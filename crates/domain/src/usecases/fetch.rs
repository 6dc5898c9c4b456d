//! Content source use case - paged fetching with fallback and credibility filter

use std::sync::Arc;
use tokio::time::{Duration, Instant, sleep};

use crate::{
    model::Article,
    policy::CredibleSources,
    ports::ArticleSource,
};

/// Configuration for the content fetcher
#[derive(Debug, Clone)]
pub struct FetchConfig {
    /// Maximum number of pages requested per fetch
    pub max_pages: u32,
    /// Articles requested per page
    pub page_size: u32,
    /// Minimum delay between consecutive page requests
    pub min_interval: Duration,
}

impl Default for FetchConfig {
    fn default() -> Self {
        Self {
            max_pages: 3,
            page_size: 20,
            min_interval: Duration::from_millis(1000),
        }
    }
}

/// Built-in articles used when live fetching is unavailable or fails
pub fn fallback_articles() -> Vec<Article> {
    vec![Article {
        title: "Fallback Article".to_string(),
        description: "Placeholder content shown while the live news feed is unavailable."
            .to_string(),
        url: "https://example.com".to_string(),
        source_domain: "example.com".to_string(),
    }]
}

/// Supplies articles to the pipeline; never fails
pub struct ContentFetcher {
    source: Option<Arc<dyn ArticleSource>>,
    credible_sources: CredibleSources,
    config: FetchConfig,
}

impl ContentFetcher {
    pub fn new(
        source: Option<Arc<dyn ArticleSource>>,
        credible_sources: CredibleSources,
        config: FetchConfig,
    ) -> Self {
        Self {
            source,
            credible_sources,
            config,
        }
    }

    /// A fetcher with no live source; always serves the fallback list
    pub fn offline(credible_sources: CredibleSources) -> Self {
        Self::new(None, credible_sources, FetchConfig::default())
    }

    /// Fetch articles, optionally keeping only credible sources
    pub async fn fetch(&self, include_only_credible: bool) -> Vec<Article> {
        let articles = match &self.source {
            Some(source) => {
                let live = self.fetch_live(source.as_ref()).await;
                if live.is_empty() {
                    tracing::warn!(source = source.name(), "No live articles, using fallback data");
                    fallback_articles()
                } else {
                    live
                }
            }
            None => {
                tracing::info!("No live source configured, using fallback data");
                fallback_articles()
            }
        };

        if !include_only_credible {
            return articles;
        }

        let before = articles.len();
        let filtered: Vec<_> = articles
            .into_iter()
            .filter(|a| self.credible_sources.contains(&a.source_domain))
            .collect();

        tracing::debug!(
            before = before,
            after = filtered.len(),
            "Applied credible-source filter"
        );

        filtered
    }

    /// Walk pages until exhausted, limit reached, or a request fails.
    /// Pages collected before a failure are kept.
    async fn fetch_live(&self, source: &dyn ArticleSource) -> Vec<Article> {
        let mut collected = Vec::new();
        let mut last_call: Option<Instant> = None;

        for page in 1..=self.config.max_pages {
            if let Some(last) = last_call {
                let elapsed = last.elapsed();
                if elapsed < self.config.min_interval {
                    sleep(self.config.min_interval - elapsed).await;
                }
            }
            last_call = Some(Instant::now());

            match source.fetch_page(page, self.config.page_size).await {
                Ok(articles) => {
                    let count = articles.len();
                    tracing::info!(source = source.name(), page = page, count = count, "Fetched page");
                    collected.extend(articles);

                    if count < self.config.page_size as usize {
                        break;
                    }
                }
                Err(error) => {
                    tracing::warn!(
                        source = source.name(),
                        page = page,
                        error = %error,
                        kept = collected.len(),
                        "Page fetch failed, stopping pagination"
                    );
                    break;
                }
            }
        }

        collected
    }
}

————

Set out the entries once more, word for word.

SOLVED EXERCISE:
filename crates/domain/src/usecases/fetch.rs
repository 6dc5898c9c4b456d
//! Content source use case - paged fetching with fallback and credibility filter

use std::sync::Arc;
use tokio::time::{Duration, Instant, sleep};

use crate::{
    model::Article,
    policy::CredibleSources,
    ports::ArticleSource,
};

/// Configuration for the content fetcher
#[derive(Debug, Clone)]
pub struct FetchConfig {
    /// Maximum number of pages requested per fetch
    pub max_pages: u32,
    /// Articles requested per page
    pub page_size: u32,
    /// Minimum delay between consecutive page requests
    pub min_interval: Duration,
}

impl Default for FetchConfig {
    fn default() -> Self {
        Self {
            max_pages: 3,
            page_size: 20,
            min_interval: Duration::from_millis(1000),
        }
    }
}

/// Built-in articles used when live fetching is unavailable or fails
pub fn fallback_articles() -> Vec<Article> {
    vec![Article {
        title: "Fallback Article".to_string(),
        description: "Placeholder content shown while the live news feed is unavailable."
            .to_string(),
        url: "https://example.com".to_string(),
        source_domain: "example.com".to_string(),
    }]
}

/// Supplies articles to the pipeline; never fails
pub struct ContentFetcher {
    source: Option<Arc<dyn ArticleSource>>,
    credible_sources: CredibleSources,
    config: FetchConfig,
}

impl ContentFetcher {
    pub fn new(
        source: Option<Arc<dyn ArticleSource>>,
        credible_sources: CredibleSources,
        config: FetchConfig,
    ) -> Self {
        Self {
            source,
            credible_sources,
            config,
        }
    }

    /// A fetcher with no live source; always serves the fallback list
    pub fn offline(credible_sources: CredibleSources) -> Self {
        Self::new(None, credible_sources, FetchConfig::default())
    }

    /// Fetch articles, optionally keeping only credible sources
    pub async fn fetch(&self, include_only_credible: bool) -> Vec<Article> {
        let articles = match &self.source {
            Some(source) => {
                let live = self.fetch_live(source.as_ref()).await;
                if live.is_empty() {
                    tracing::warn!(source = source.name(), "No live articles, using fallback data");
                    fallback_articles()
                } else {
                    live
                }
            }
            None => {
                tracing::info!("No live source configured, using fallback data");
                fallback_articles()
            }
        };

        if !include_only_credible {
            return articles;
        }

        let before = articles.len();
        let filtered: Vec<_> = articles
            .into_iter()
            .filter(|a| self.credible_sources.contains(&a.source_domain))
            .collect();

        tracing::debug!(
            before = before,
            after = filtered.len(),
            "Applied credible-source filter"
        );

        filtered
    }

    /// Walk pages until exhausted, limit reached, or a request fails.
    /// Pages collected before a failure are kept.
    async fn fetch_live(&self, source: &dyn ArticleSource) -> Vec<Article> {
        let mut collected = Vec::new();
        let mut last_call: Option<Instant> = None;

        for page in 1..=self.config.max_pages {
            if let Some(last) = last_call {
                let elapsed = last.elapsed();
                if elapsed < self.config.min_interval {
                    sleep(self.config.min_interval - elapsed).await;
                }
            }
            last_call = Some(Instant::now());

            match source.fetch_page(page, self.config.page_size).await {
                Ok(articles) => {
                    let count = articles.len();
                    tracing::info!(source = source.name(), page = page, count = count, "Fetched page");
                    collected.extend(articles);

                    if count < self.config.page_size as usize {
                        break;
                    }
                }
                Err(error) => {
                    tracing::warn!(
                        source = source.name(),
                        page = page,
                        error = %error,
                        kept = collected.len(),
                        "Page fetch failed, stopping pagination"
                    );
                    break;
                }
            }
        }

        collected
    }
}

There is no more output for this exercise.